Pas vraiment tant que ça. J'avais l'habitude de lire davantage. À un moment donné, j'étais vraiment fan de Philip K. Dick et de William Gibson. Mais ce que j’ai aimé dans ces livres, c’est qu’ils étaient très philosophiques et qu’ils parlaient beaucoup de choses sur la culture. L'écrivaine de science-fiction féministe [Octavia E. Butler], elle était en quelque sorte une inspiration, en fait. Je n'ai lu qu'un de ses livres [Parable of the Sower], mais tout ça – et ça se passe à Los Angeles – c'est qu'il y a des fusillades aléatoires, des gens avec des armes et des gens qui prennent cette drogue et s'enflamment… et c'est juste, genre : « Oh mon Dieu, c'est tellement fou.  » Mais en même temps, l'ambiance générale ressemblait à ce qui se passe aujourd'hui.

Lire sur l’IA me semble dystopique.
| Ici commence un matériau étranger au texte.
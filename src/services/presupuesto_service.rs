//! Presupuesto Service - quotes, their line items and lifecycle
//!
//! The stored `total` of a quote is always rewritten from its lines. Any
//! change that can move a quote's state also recalculates the negocio.
#![allow(clippy::needless_update)] // SeaORM ActiveModels require ..Default::default()

use chrono::{Duration, NaiveDate, Utc};
use sea_orm::{
    ActiveModelTrait, ColumnTrait, ConnectionTrait, EntityTrait, ModelTrait, QueryFilter,
    QueryOrder, Set, TransactionTrait,
};
use serde::{Deserialize, Serialize};
use std::str::FromStr;
use utoipa::ToSchema;

use super::{brand_service, budget_terms_service, clean, negocio_service, now_timestamp};
use crate::domain::quote::{QuoteLine, QuoteTotals, calculate_quote_totals, validate_line};
use crate::domain::{DomainError, EstadoPresupuesto};
use crate::models::{
    budget_terms_config, configuracion_marca, contacto, negocio, presupuesto, producto_biblioteca,
    producto_presupuesto,
};

#[derive(Debug, Clone, Deserialize, ToSchema)]
pub struct LineInput {
    /// Library product to copy nombre and precio from when they are omitted
    pub producto_id: Option<i32>,
    pub nombre: Option<String>,
    pub descripcion: Option<String>,
    pub cantidad: f64,
    pub precio_unitario: Option<f64>,
    #[serde(default)]
    pub descuento_porcentaje: f64,
    pub comentarios: Option<String>,
}

#[derive(Debug, Clone, Deserialize, ToSchema)]
pub struct CreatePresupuestoInput {
    pub negocio_id: i32,
    pub nombre: String,
    /// YYYY-MM-DD; defaults to today plus the configured validity
    pub fecha_vencimiento: Option<String>,
    #[serde(default)]
    pub lineas: Vec<LineInput>,
}

#[derive(Debug, Clone, Default, Deserialize, ToSchema)]
pub struct UpdatePresupuestoInput {
    pub nombre: Option<String>,
    pub fecha_vencimiento: Option<String>,
    /// Replaces every line when present
    pub lineas: Option<Vec<LineInput>>,
}

#[derive(Debug, Clone, Serialize)]
pub struct PresupuestoDetail {
    #[serde(flatten)]
    pub presupuesto: presupuesto::Model,
    pub lineas: Vec<producto_presupuesto::Model>,
    pub totales: QuoteTotals,
}

/// Everything the printed quote shows.
#[derive(Debug, Clone, Serialize)]
pub struct QuoteDocument {
    pub marca: configuracion_marca::Model,
    pub terminos: budget_terms_config::Model,
    pub negocio: negocio::Model,
    pub contacto: Option<contacto::Model>,
    pub presupuesto: presupuesto::Model,
    pub lineas: Vec<producto_presupuesto::Model>,
    pub totales: QuoteTotals,
}

#[derive(Debug, Clone, Default, Serialize, ToSchema)]
pub struct ExpirationReport {
    pub expirados: usize,
    pub negocios: Vec<i32>,
}

pub(crate) fn parse_estado(raw: &str) -> Result<EstadoPresupuesto, DomainError> {
    EstadoPresupuesto::from_str(raw)
        .map_err(|_| DomainError::InvalidState(format!("Unknown presupuesto estado '{}'", raw)))
}

fn parse_date(raw: &str) -> Result<NaiveDate, DomainError> {
    NaiveDate::parse_from_str(raw.trim(), "%Y-%m-%d").map_err(|_| {
        DomainError::validation(format!("fecha_vencimiento '{}' is not YYYY-MM-DD", raw))
    })
}

pub fn today() -> NaiveDate {
    Utc::now().date_naive()
}

pub async fn find_presupuesto<C: ConnectionTrait>(
    db: &C,
    id: i32,
) -> Result<presupuesto::Model, DomainError> {
    presupuesto::Entity::find_by_id(id)
        .one(db)
        .await?
        .ok_or_else(|| DomainError::not_found(format!("Presupuesto {}", id)))
}

async fn lines_of<C: ConnectionTrait>(
    db: &C,
    presupuesto_id: i32,
) -> Result<Vec<producto_presupuesto::Model>, DomainError> {
    Ok(producto_presupuesto::Entity::find()
        .filter(producto_presupuesto::Column::PresupuestoId.eq(presupuesto_id))
        .order_by_asc(producto_presupuesto::Column::Id)
        .all(db)
        .await?)
}

fn totals_of(lines: &[producto_presupuesto::Model]) -> QuoteTotals {
    let quote_lines: Vec<QuoteLine> = lines.iter().map(|l| l.as_quote_line()).collect();
    calculate_quote_totals(&quote_lines)
}

pub async fn list_presupuestos<C: ConnectionTrait>(
    db: &C,
    negocio_id: Option<i32>,
) -> Result<Vec<presupuesto::Model>, DomainError> {
    let mut query = presupuesto::Entity::find();
    if let Some(id) = negocio_id {
        query = query.filter(presupuesto::Column::NegocioId.eq(id));
    }
    Ok(query
        .order_by_desc(presupuesto::Column::CreatedAt)
        .all(db)
        .await?)
}

pub async fn get_presupuesto_detail<C: ConnectionTrait>(
    db: &C,
    id: i32,
) -> Result<PresupuestoDetail, DomainError> {
    let presupuesto = find_presupuesto(db, id).await?;
    let lineas = lines_of(db, id).await?;
    Ok(PresupuestoDetail {
        totales: totals_of(&lineas),
        presupuesto,
        lineas,
    })
}

/// Insert lines, filling gaps from the product library.
async fn insert_lines<C: ConnectionTrait>(
    db: &C,
    presupuesto_id: i32,
    lines: Vec<LineInput>,
) -> Result<(), DomainError> {
    for (i, line) in lines.into_iter().enumerate() {
        let producto = match line.producto_id {
            Some(pid) => Some(
                producto_biblioteca::Entity::find_by_id(pid)
                    .one(db)
                    .await?
                    .ok_or_else(|| {
                        DomainError::validation(format!(
                            "Line {}: producto {} does not exist",
                            i + 1,
                            pid
                        ))
                    })?,
            ),
            None => None,
        };

        let nombre = clean(line.nombre)
            .or_else(|| producto.as_ref().map(|p| p.nombre.clone()))
            .ok_or_else(|| DomainError::validation(format!("Line {}: nombre is required", i + 1)))?;
        let precio_unitario = line
            .precio_unitario
            .or_else(|| producto.as_ref().map(|p| p.precio_base))
            .ok_or_else(|| {
                DomainError::validation(format!("Line {}: precio_unitario is required", i + 1))
            })?;

        let quote_line = QuoteLine {
            cantidad: line.cantidad,
            precio_unitario,
            descuento_porcentaje: line.descuento_porcentaje,
        };
        validate_line(&quote_line).map_err(|e| {
            DomainError::validation(format!("Line {}: {}", i + 1, e))
        })?;

        producto_presupuesto::ActiveModel {
            presupuesto_id: Set(presupuesto_id),
            producto_id: Set(line.producto_id),
            nombre: Set(nombre),
            descripcion: Set(clean(line.descripcion)
                .or_else(|| producto.as_ref().and_then(|p| p.descripcion.clone()))),
            cantidad: Set(quote_line.cantidad),
            precio_unitario: Set(quote_line.precio_unitario),
            descuento_porcentaje: Set(quote_line.descuento_porcentaje),
            total: Set(quote_line.total()),
            comentarios: Set(clean(line.comentarios)),
            ..Default::default()
        }
        .insert(db)
        .await?;
    }
    Ok(())
}

/// Rewrite the cached total of a quote from its lines.
pub async fn recompute_total<C: ConnectionTrait>(
    db: &C,
    presupuesto: presupuesto::Model,
) -> Result<presupuesto::Model, DomainError> {
    let totals = totals_of(&lines_of(db, presupuesto.id).await?);
    if presupuesto.total == totals.total {
        return Ok(presupuesto);
    }

    let mut active: presupuesto::ActiveModel = presupuesto.into();
    active.total = Set(totals.total);
    active.updated_at = Set(now_timestamp());
    Ok(active.update(db).await?)
}

pub async fn create_presupuesto<C>(
    db: &C,
    input: CreatePresupuestoInput,
) -> Result<PresupuestoDetail, DomainError>
where
    C: ConnectionTrait + TransactionTrait,
{
    let nombre = input.nombre.trim().to_string();
    if nombre.is_empty() {
        return Err(DomainError::validation("nombre is required"));
    }

    let txn = db.begin().await?;
    negocio_service::find_negocio(&txn, input.negocio_id).await?;

    let vencimiento = match clean(input.fecha_vencimiento) {
        Some(raw) => parse_date(&raw)?,
        None => {
            let terms = budget_terms_service::get_terms(&txn).await?;
            today() + Duration::days(i64::from(terms.validez_dias))
        }
    };

    let now = now_timestamp();
    let created = presupuesto::ActiveModel {
        negocio_id: Set(input.negocio_id),
        nombre: Set(nombre),
        estado: Set(EstadoPresupuesto::Borrador.to_string()),
        total: Set(0.0),
        fecha_vencimiento: Set(Some(vencimiento.format("%Y-%m-%d").to_string())),
        created_at: Set(now.clone()),
        updated_at: Set(now),
        ..Default::default()
    }
    .insert(&txn)
    .await?;

    insert_lines(&txn, created.id, input.lineas).await?;
    let created = recompute_total(&txn, created).await?;
    negocio_service::recalculate_state(&txn, created.negocio_id).await?;

    txn.commit().await?;
    tracing::info!(
        "Created presupuesto {} for negocio {} (total {:.0})",
        created.id,
        created.negocio_id,
        created.total
    );

    get_presupuesto_detail(db, created.id).await
}

pub async fn update_presupuesto<C>(
    db: &C,
    id: i32,
    input: UpdatePresupuestoInput,
) -> Result<PresupuestoDetail, DomainError>
where
    C: ConnectionTrait + TransactionTrait,
{
    let txn = db.begin().await?;
    let existing = find_presupuesto(&txn, id).await?;

    let estado = parse_estado(&existing.estado)?;
    if !matches!(estado, EstadoPresupuesto::Borrador | EstadoPresupuesto::Enviado) {
        return Err(DomainError::InvalidState(format!(
            "Presupuesto {} is {} and can no longer be edited",
            id, estado
        )));
    }

    let mut active: presupuesto::ActiveModel = existing.into();
    if let Some(nombre) = input.nombre {
        let nombre = nombre.trim().to_string();
        if nombre.is_empty() {
            return Err(DomainError::validation("nombre cannot be empty"));
        }
        active.nombre = Set(nombre);
    }
    if let Some(raw) = clean(input.fecha_vencimiento) {
        active.fecha_vencimiento = Set(Some(parse_date(&raw)?.format("%Y-%m-%d").to_string()));
    }
    active.updated_at = Set(now_timestamp());
    let updated = active.update(&txn).await?;

    if let Some(lineas) = input.lineas {
        producto_presupuesto::Entity::delete_many()
            .filter(producto_presupuesto::Column::PresupuestoId.eq(id))
            .exec(&txn)
            .await?;
        insert_lines(&txn, id, lineas).await?;
    }
    recompute_total(&txn, updated).await?;

    txn.commit().await?;
    get_presupuesto_detail(db, id).await
}

pub async fn delete_presupuesto<C>(db: &C, id: i32) -> Result<(), DomainError>
where
    C: ConnectionTrait + TransactionTrait,
{
    let txn = db.begin().await?;
    let presupuesto = find_presupuesto(&txn, id).await?;
    let negocio_id = presupuesto.negocio_id;

    producto_presupuesto::Entity::delete_many()
        .filter(producto_presupuesto::Column::PresupuestoId.eq(id))
        .exec(&txn)
        .await?;
    presupuesto.delete(&txn).await?;
    negocio_service::recalculate_state(&txn, negocio_id).await?;

    txn.commit().await?;
    tracing::info!("Deleted presupuesto {}", id);
    Ok(())
}

/// Set a quote's state, stamp the matching date and recalculate its negocio.
pub async fn change_presupuesto_state<C>(
    db: &C,
    id: i32,
    estado: EstadoPresupuesto,
) -> Result<(presupuesto::Model, negocio::Model), DomainError>
where
    C: ConnectionTrait + TransactionTrait,
{
    let txn = db.begin().await?;
    let existing = find_presupuesto(&txn, id).await?;
    let now = now_timestamp();

    let mut active: presupuesto::ActiveModel = existing.clone().into();
    active.estado = Set(estado.to_string());
    match estado {
        EstadoPresupuesto::Enviado => {
            active.fecha_envio = Set(existing.fecha_envio.or(Some(now.clone())));
        }
        EstadoPresupuesto::Aprobado => {
            active.fecha_aprobacion = Set(Some(now.clone()));
            active.fecha_rechazo = Set(None);
        }
        EstadoPresupuesto::Rechazado => {
            active.fecha_rechazo = Set(Some(now.clone()));
            active.fecha_aprobacion = Set(None);
        }
        _ => {}
    }
    active.updated_at = Set(now);
    let updated = active.update(&txn).await?;

    let (negocio, _) = negocio_service::recalculate_state(&txn, updated.negocio_id).await?;
    txn.commit().await?;

    tracing::info!("Presupuesto {} is now {}", updated.id, updated.estado);
    Ok((updated, negocio))
}

/// Sent quotes whose expiry date is before `today` become `vencido`.
pub async fn expire_overdue<C: ConnectionTrait>(
    db: &C,
    today: NaiveDate,
) -> Result<ExpirationReport, DomainError> {
    let cutoff = today.format("%Y-%m-%d").to_string();
    let overdue = presupuesto::Entity::find()
        .filter(presupuesto::Column::Estado.eq(EstadoPresupuesto::Enviado.as_ref()))
        .filter(presupuesto::Column::FechaVencimiento.is_not_null())
        .filter(presupuesto::Column::FechaVencimiento.lt(cutoff))
        .all(db)
        .await?;

    let mut report = ExpirationReport::default();
    for p in overdue {
        if !report.negocios.contains(&p.negocio_id) {
            report.negocios.push(p.negocio_id);
        }
        let mut active: presupuesto::ActiveModel = p.into();
        active.estado = Set(EstadoPresupuesto::Vencido.to_string());
        active.updated_at = Set(now_timestamp());
        active.update(db).await?;
        report.expirados += 1;
    }

    if report.expirados > 0 {
        tracing::info!("Expired {} overdue presupuestos", report.expirados);
    }
    Ok(report)
}

pub async fn quote_document<C: ConnectionTrait>(
    db: &C,
    id: i32,
) -> Result<QuoteDocument, DomainError> {
    let presupuesto = find_presupuesto(db, id).await?;
    let negocio = negocio_service::find_negocio(db, presupuesto.negocio_id).await?;
    let contacto = contacto::Entity::find_by_id(negocio.contacto_id).one(db).await?;
    let lineas = lines_of(db, id).await?;

    Ok(QuoteDocument {
        marca: brand_service::get_brand(db).await?,
        terminos: budget_terms_service::get_terms(db).await?,
        totales: totals_of(&lineas),
        negocio,
        contacto,
        presupuesto,
        lineas,
    })
}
Les progrès réalisés au cours de la dernière année sont… stupéfiants. Surtout ce nouveau texte en vidéo, Sora.

Ouais, j'ai vu ça l'autre jour. En fait, c'est la seule chose d'IA jusqu'à présent pour laquelle je me suis dit : « oh, je pourrais essayer ça ». Parce qu’on pourrait faire un film sans argent ou autre. Je serais intéressé si vous pouviez – je suis sûr que vous pourrez le faire à un moment donné – y ajouter des éléments plus analogiques, ou interagir avec lui une fois qu'il s'agit d'un produit. Mais ce qui est effrayant avec la technologie, c’est qu’elle semble se développer de plus en plus vite.

L’IA vous intéresse, vous en êtes sceptique ?

[Sora] a piqué mon intérêt. Mais à part ça, ça ne m'intéresse pas vraiment. Je ne suis tout simplement pas une personne technologique. Et j'en ai un peu peur, en fait. J'ai peur des implications politiques. Il est déjà déjà assez difficile de comprendre quelle est la vérité. C’est donc principalement ce à quoi je pense lorsque je pense à l’IA. On dirait que ça va rendre les choses encore plus folles.

Ces deux industries dans lesquelles vous avez travaillé pendant une grande partie de votre vie – le monde de l’art et l’industrie de la musique – ne nourrissent pas toujours un art stimulant. Comment continuez-vous à créer des œuvres d’art intéressantes au sein de ces écosystèmes ?

C'est vraiment la seule façon que je connaisse de faire de l'art. J'espère qu'il y aura toujours une sorte de public pour cela, même si c'est un petit public. Et parfois, ce genre de choses se développe.